En efecto, la referencia más conocida al asunto es la que establece en el apartado de la tercera tesis de su Escrito de 1948 «La agresividad en psicoanálisis»: “La transferencia negativa es el nudo inaugural del drama analítico”. Se refiere allí a una transferencia de signo negativo, vinculada en este texto a una puesta en juego de la agresividad, a la que Freud consideraba necesariamente posterior a lo que no sin ironía llamaba ‘la luna de miel del análisis’; y, sorpresivamente, en esa modalidad de transferencia en la que tenderíamos a reconocer fácilmente un motivo de interrupción del análisis (una desuposición de saber que se traduce a menudo por alguna forma de decepción), Lacan celebra, por el contrario, el carácter inaugural de la experiencia.
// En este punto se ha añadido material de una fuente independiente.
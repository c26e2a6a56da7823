//! Site pages and their route factories.
//!
//! Each page exposes a zero-argument factory returning its route descriptor.
//! [`site_registry`] calls every factory exactly once, in navigation order.

use serde::Serialize;

use crate::routing::{MatchStrategy, RegistryError, RouteDescriptor, RouteName, RouteRegistry};

/// Handle for a renderable page.
#[derive(Debug, Clone, Copy, PartialEq, Eq, Hash, Serialize)]
#[serde(rename_all = "snake_case")]
pub enum PageId {
    Home,
    About,
    Companies,
    Communities,
    Contact,
}

impl PageId {
    /// Document title.
    pub fn title(&self) -> &'static str {
        match self {
            PageId::Home => "Home",
            PageId::About => "About",
            PageId::Companies => "Companies",
            PageId::Communities => "Communities",
            PageId::Contact => "Contact",
        }
    }

    /// Meta description.
    pub fn description(&self) -> &'static str {
        match self {
            PageId::Home => "Welcome to the world of possibilities!",
            PageId::About => "Information about me as a human being",
            PageId::Companies => "Companies I started or worked with",
            PageId::Communities => "Communities I belong to",
            PageId::Contact => "Send me a quick one",
        }
    }
}

pub fn home_route() -> RouteDescriptor {
    RouteDescriptor::new("/", PageId::Home)
}

pub fn about_route() -> RouteDescriptor {
    RouteDescriptor::new("/about", PageId::About)
}

pub fn companies_route() -> RouteDescriptor {
    RouteDescriptor::new("/companies", PageId::Companies).with_path_view("/companies#{slug}")
}

pub fn communities_route() -> RouteDescriptor {
    RouteDescriptor::new("/communities", PageId::Communities)
}

pub fn contact_route() -> RouteDescriptor {
    RouteDescriptor::new("/contact", PageId::Contact)
}

/// Build the site's registry.
pub fn site_registry(strategy: MatchStrategy) -> Result<RouteRegistry, RegistryError> {
    RouteRegistry::builder()
        .strategy(strategy)
        .register(RouteName::Home, home_route())
        .register(RouteName::About, about_route())
        .register(RouteName::Companies, companies_route())
        .register(RouteName::Communities, communities_route())
        .register(RouteName::Contact, contact_route())
        .build()
}

#[cfg(test)]
mod tests {
    use super::*;
    use crate::routing::RouteParams;

    #[test]
    fn test_site_registry_order() {
        let registry = site_registry(MatchStrategy::default()).unwrap();
        let pages: Vec<PageId> = registry.all_routes().iter().map(|r| r.page).collect();
        assert_eq!(
            pages,
            vec![
                PageId::Home,
                PageId::About,
                PageId::Companies,
                PageId::Communities,
                PageId::Contact,
            ]
        );
    }

    #[test]
    fn test_company_link_targets_section() {
        let registry = site_registry(MatchStrategy::default()).unwrap();
        let companies = registry.companies().unwrap();
        let params = RouteParams {
            slug: Some("serchservice".into()),
            ..Default::default()
        };
        assert_eq!(companies.link_to(&params), "/companies#serchservice");
        assert_eq!(companies.link_to(&RouteParams::default()), "/companies#{slug}");
    }

    #[test]
    fn test_every_route_resolves_to_itself() {
        let registry = site_registry(MatchStrategy::default()).unwrap();
        for route in registry.flatten_all() {
            let m = registry.resolve(&route.path).unwrap();
            assert_eq!(m.route, route);
        }
    }
}
//! Observability subsystem.
//!
//! # Data Flow
//! ```text
//! All subsystems produce:
//!     → logging.rs (structured tracing events)
//!     → metrics.rs (route resolution and page counters)
//!
//! Consumers:
//!     → stdout (fmt layer)
//!     → Metrics endpoint (Prometheus scrape, optional)
//! ```
//!
//! # Design Decisions
//! - Request ID flows through the trace layer spans
//! - Metric updates are cheap and recorded even without an exporter

pub mod logging;
pub mod metrics;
El odio se revela así un componente inherente a la experiencia analítica concebida en su radicalidad. Pero no es una nueva modalidad de odio lo que Lacan nos promete al final de la cura, sino, precisamente, un ‘nuevo amor’, cuando ese odio debe ser necesariamente atravesado para llegar a un tal final. La destitución del sujeto supuesto saber implica también que la frustración de la demanda no sea ya atribuida a alguna forma de impotencia, sea del orden del saber o del poder, sino a una lógica de la imposibilidad: no hay respuesta apropiada a esa demanda en tanto la falta es estructural, no hay significante en el Otro que le sería adecuada.

Por nuestra parte, insistiremos en que, tal como se nos presenta regularmente en la clínica, el odio suele ser padecido en primer lugar por quien lo experimenta; un afecto que lo perturba, lo hace infeliz y que se presta a ser sintomatizado cuando el sujeto percibe que quizás podría llegar a liberarse de él.